重新思考大型語言模型強化學習中的散度正則化
Rethinking the Divergence Regularization in LLM RL
June 8, 2026
作者: Jiarui Yao, Xiangxin Zhou, Penghui Qi, Wee Sun Lee, Liefeng Bo, Tianyu Pang
cs.AI
摘要
強化學習(RL)已成為大型語言模型(LLM)後訓練階段的關鍵組成部分。實務上,由於訓練與推論不一致以及策略過時,LLM的強化學習常為離策略學習,因此控制信任區域對於穩定優化至關重要。主流方法如PPO與GRPO透過比率裁剪機制近似此控制,但在長尾詞彙分布中,重要性比率可能無法有效反映分布偏移。近期研究如DPPO以基於散度的遮罩取代基於比率的裁剪,藉由取樣詞元的絕對機率偏移定義信任區域。然而,DPPO仍依賴硬遮罩:一旦詞元朝有害方向跨越信任區域邊界,其梯度將被丟棄而非修正。為解決此問題,我們提出散度正則化策略優化(DRPO),以平滑的優勢權重二次正則項取代硬遮罩,作用於策略偏移。DRPO保留了與DPPO相同的信任區域幾何結構,同時引入有界且連續的梯度權重,可衰減發散更新,並在邊界外提供修正信號。跨模型規模、架構與精度設定的實驗顯示,DRPO能提升LLM強化學習訓練的穩定性與效率。
English
Reinforcement learning (RL) has become a key component of post-training large language models (LLMs). In practice, LLM RL is often off-policy because of training-inference mismatch and policy staleness, making trust-region control essential for stable optimization. Mainstream methods such as PPO and GRPO approximate this control with a ratio-clipping mechanism, but the importance ratio can be a poor proxy for distributional shift in long-tailed vocabularies. Recent work such as DPPO addresses this mismatch by replacing ratio-based clipping with a divergence-based mask, yielding a trust region defined by the sampled token's absolute probability shift.
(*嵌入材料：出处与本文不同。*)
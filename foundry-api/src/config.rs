/// Configuration management for the API server
///
/// Settings are layered, later sources winning:
///
/// 1. Built-in defaults
/// 2. `foundry.toml` in the working directory (optional; `FOUNDRY_CONFIG`
///    points elsewhere)
/// 3. `FOUNDRY_`-prefixed environment variables, `__` separating sections,
///    e.g. `FOUNDRY_API__PORT=9000` or `FOUNDRY_AUTH__ADMIN_EMAILS=a@x.io,b@x.io`
/// 4. `DATABASE_URL` and `JWT_SECRET`
///
/// A `.env` file is loaded into the environment first when present.
///
/// # Example
///
/// ```no_run
/// use foundry_api::config::Config;
///
/// # fn example() -> anyhow::Result<()> {
/// let config = Config::load()?;
/// println!("Server will listen on {}", config.bind_address());
/// # Ok(())
/// # }
/// ```

use config::{Environment, File, FileFormat};
use foundry_shared::{
    auth::oauth::{OAuthError, OAuthProvider, OAuthProviderConfig},
    db::DatabaseConfig,
};
use reqwest::Url;
use serde::{Deserialize, Serialize};
use std::{collections::HashMap, env};

/// Minimum JWT secret length
pub const MIN_SECRET_LENGTH: usize = 32;

const DEFAULT_CONFIG_FILE: &str = "foundry.toml";

/// Complete application configuration
#[derive(Debug, Clone, Default, Serialize, Deserialize)]
#[serde(default)]
pub struct Config {
    pub api: ApiConfig,
    pub database: DatabaseConfig,
    pub jwt: JwtConfig,
    pub auth: AuthConfig,
    pub oauth: OAuthConfig,
    pub mail: MailConfig,
    pub dev_mode: DevModeConfig,
    pub logging: LoggingConfig,
}

/// HTTP server settings
#[derive(Debug, Clone, Serialize, Deserialize)]
#[serde(default)]
pub struct ApiConfig {
    pub host: String,
    pub port: u16,

    /// Allowed origins; `*` allows any origin
    pub cors_origins: Vec<String>,

    /// Enables HSTS
    pub production: bool,

    /// Public URL of the web app, used for links in emails
    pub base_url: String,
}

impl Default for ApiConfig {
    fn default() -> Self {
        Self {
            host: "0.0.0.0".to_string(),
            port: 8080,
            cors_origins: vec!["http://localhost:3000".to_string()],
            production: false,
            base_url: "http://localhost:3000".to_string(),
        }
    }
}

/// JWT configuration
#[derive(Debug, Clone, Serialize, Deserialize)]
#[serde(default)]
pub struct JwtConfig {
    /// Secret key for JWT signing
    ///
    /// Must be at least 32 bytes. Generate with: `openssl rand -hex 32`
    pub secret: String,

    pub access_token_ttl_minutes: i64,
}

impl Default for JwtConfig {
    fn default() -> Self {
        Self {
            secret: String::new(),
            access_token_ttl_minutes: 15,
        }
    }
}

#[derive(Debug, Clone, Serialize, Deserialize)]
#[serde(default)]
pub struct AuthConfig {
    /// Lifetime of a refresh session
    pub session_ttl_days: i64,

    /// Reject email/password sign-in until the address is verified
    pub require_email_verification: bool,

    /// Addresses that get the admin role when they sign up
    pub admin_emails: Vec<String>,

    pub password_reset_ttl_minutes: i64,
    pub email_verification_ttl_hours: i64,
}

impl Default for AuthConfig {
    fn default() -> Self {
        Self {
            session_ttl_days: 30,
            require_email_verification: false,
            admin_emails: Vec::new(),
            password_reset_ttl_minutes: 60,
            email_verification_ttl_hours: 24,
        }
    }
}

impl AuthConfig {
    pub fn is_admin_email(&self, email: &str) -> bool {
        self.admin_emails
            .iter()
            .any(|admin| admin.trim().eq_ignore_ascii_case(email.trim()))
    }
}

#[derive(Debug, Clone, Default, Serialize, Deserialize)]
#[serde(default)]
pub struct OAuthConfig {
    /// Providers keyed by the id used in `/v1/auth/oauth/:provider`
    pub providers: HashMap<String, OAuthProviderConfig>,

    /// Where the browser is sent after a successful callback, with the tokens
    /// in the URL fragment. When unset the callback answers with JSON.
    pub success_redirect: Option<String>,
}

#[derive(Debug, Clone, Default, Serialize, Deserialize)]
#[serde(default)]
pub struct MailConfig {
    /// Log message bodies (which contain tokens); development only
    pub log_bodies: bool,
}

#[derive(Debug, Clone, Default, Serialize, Deserialize)]
#[serde(default)]
pub struct DevModeConfig {
    /// Mounts `/v1/dev/changes`
    pub enabled: bool,
}

#[derive(Debug, Clone, Serialize, Deserialize)]
#[serde(default)]
pub struct LoggingConfig {
    /// `EnvFilter` directives; `RUST_LOG` takes precedence
    pub filter: String,

    /// Emit JSON lines instead of human-readable output
    pub json: bool,
}

impl Default for LoggingConfig {
    fn default() -> Self {
        Self {
            filter: "info,foundry_api=debug,tower_http=debug".to_string(),
            json: false,
        }
    }
}

impl Config {
    /// Loads configuration from `.env`, `foundry.toml` and the environment
    ///
    /// # Errors
    ///
    /// Returns an error if a source cannot be parsed or the result fails
    /// [`Config::validate`].
    pub fn load() -> anyhow::Result<Self> {
        // Load .env file if present (for development)
        dotenvy::dotenv().ok();

        let path = env::var("FOUNDRY_CONFIG").unwrap_or_else(|_| DEFAULT_CONFIG_FILE.to_string());

        let settings = config::Config::builder()
            .add_source(File::new(&path, FileFormat::Toml).required(false))
            .add_source(
                Environment::with_prefix("FOUNDRY")
                    .prefix_separator("_")
                    .separator("__")
                    .try_parsing(true)
                    .list_separator(",")
                    .with_list_parse_key("api.cors_origins")
                    .with_list_parse_key("auth.admin_emails"),
            )
            .set_override_option("database.url", env::var("DATABASE_URL").ok())?
            .set_override_option("jwt.secret", env::var("JWT_SECRET").ok())?
            .build()?;

        let config: Config = settings.try_deserialize()?;
        config.validate()?;
        Ok(config)
    }

    /// Parses a TOML document on top of the defaults, without consulting the environment
    pub fn from_toml(toml: &str) -> anyhow::Result<Self> {
        let config: Config = config::Config::builder()
            .add_source(File::from_str(toml, FileFormat::Toml))
            .build()?
            .try_deserialize()?;

        config.validate()?;
        Ok(config)
    }

    /// Checks settings that would otherwise fail at request time
    pub fn validate(&self) -> anyhow::Result<()> {
        if self.database.url.trim().is_empty() {
            anyhow::bail!("database.url (or DATABASE_URL) is required");
        }

        if self.jwt.secret.len() < MIN_SECRET_LENGTH {
            anyhow::bail!(
                "jwt.secret (or JWT_SECRET) must be at least {} characters long",
                MIN_SECRET_LENGTH
            );
        }

        if self.jwt.access_token_ttl_minutes <= 0 || self.auth.session_ttl_days <= 0 {
            anyhow::bail!("token lifetimes must be positive");
        }

        if self.auth.password_reset_ttl_minutes <= 0 || self.auth.email_verification_ttl_hours <= 0 {
            anyhow::bail!("verification token lifetimes must be positive");
        }

        Url::parse(&self.api.base_url)
            .map_err(|e| anyhow::anyhow!("api.base_url is not a valid URL: {}", e))?;

        if let Some(redirect) = &self.oauth.success_redirect {
            Url::parse(redirect)
                .map_err(|e| anyhow::anyhow!("oauth.success_redirect is not a valid URL: {}", e))?;
        }

        self.oauth_providers()?;
        Ok(())
    }

    /// Resolves every configured OAuth provider
    pub fn oauth_providers(&self) -> Result<HashMap<String, OAuthProvider>, OAuthError> {
        self.oauth
            .providers
            .iter()
            .map(|(id, settings)| Ok((id.clone(), OAuthProvider::from_config(id, settings)?)))
            .collect()
    }

    /// Returns the server bind address
    pub fn bind_address(&self) -> String {
        format!("{}:{}", self.api.host, self.api.port)
    }
}

#[cfg(test)]
mod tests {
    use super::*;

    const MINIMAL: &str = r#"
        [database]
        url = "postgres://localhost/foundry"

        [jwt]
        secret = "test-secret-key-at-least-32-bytes-long"
    "#;

    #[test]
    fn test_defaults_fill_missing_sections() {
        let config = Config::from_toml(MINIMAL).unwrap();

        assert_eq!(config.bind_address(), "0.0.0.0:8080");
        assert_eq!(config.jwt.access_token_ttl_minutes, 15);
        assert_eq!(config.auth.session_ttl_days, 30);
        assert_eq!(config.database.max_connections, 10);
        assert!(!config.dev_mode.enabled);
        assert!(config.oauth.providers.is_empty());
    }

    #[test]
    fn test_rejects_short_secret() {
        let err = Config::from_toml(
            r#"
            [database]
            url = "postgres://localhost/foundry"

            [jwt]
            secret = "short"
            "#,
        )
        .unwrap_err();

        assert!(err.to_string().contains("jwt.secret"));
    }

    #[test]
    fn test_rejects_missing_database_url() {
        let err = Config::from_toml(
            r#"
            [jwt]
            secret = "test-secret-key-at-least-32-bytes-long"
            "#,
        )
        .unwrap_err();

        assert!(err.to_string().contains("database.url"));
    }

    #[test]
    fn test_oauth_providers_resolved() {
        let toml = format!(
            r#"{}
            [oauth.providers.github]
            client_id = "id"
            client_secret = "secret"
            redirect_url = "http://localhost:8080/v1/auth/oauth/github/callback"
            "#,
            MINIMAL
        );
        let config = Config::from_toml(&toml).unwrap();
        let providers = config.oauth_providers().unwrap();
        assert!(providers.contains_key("github"));
    }

    #[test]
    fn test_generic_provider_without_endpoints_rejected() {
        let toml = format!(
            r#"{}
            [oauth.providers.acme]
            client_id = "id"
            client_secret = "secret"
            redirect_url = "http://localhost:8080/v1/auth/oauth/acme/callback"
            "#,
            MINIMAL
        );
        assert!(Config::from_toml(&toml).is_err());
    }

    #[test]
    fn test_admin_emails_case_insensitive() {
        let auth = AuthConfig {
            admin_emails: vec!["Root@Example.com".to_string()],
            ..Default::default()
        };
        assert!(auth.is_admin_email("root@example.com"));
        assert!(!auth.is_admin_email("user@example.com"));
    }
}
However, DPPO still relies on a hard mask: once a token crosses the trust-region boundary in a harmful direction, its gradient is discarded rather than corrected. To address this, we propose Divergence Regularized Policy Optimization (DRPO), which replaces the hard mask with a smooth advantage-weighted quadratic regularizer on policy shift. DRPO preserves the same trust-region geometry as DPPO while inducing bounded, continuous gradient weights that attenuate diverging updates and provide corrective signals beyond the boundary. Experiments across model scales, architectures, and precision settings show that DRPO improves the stability and efficiency of LLM RL training.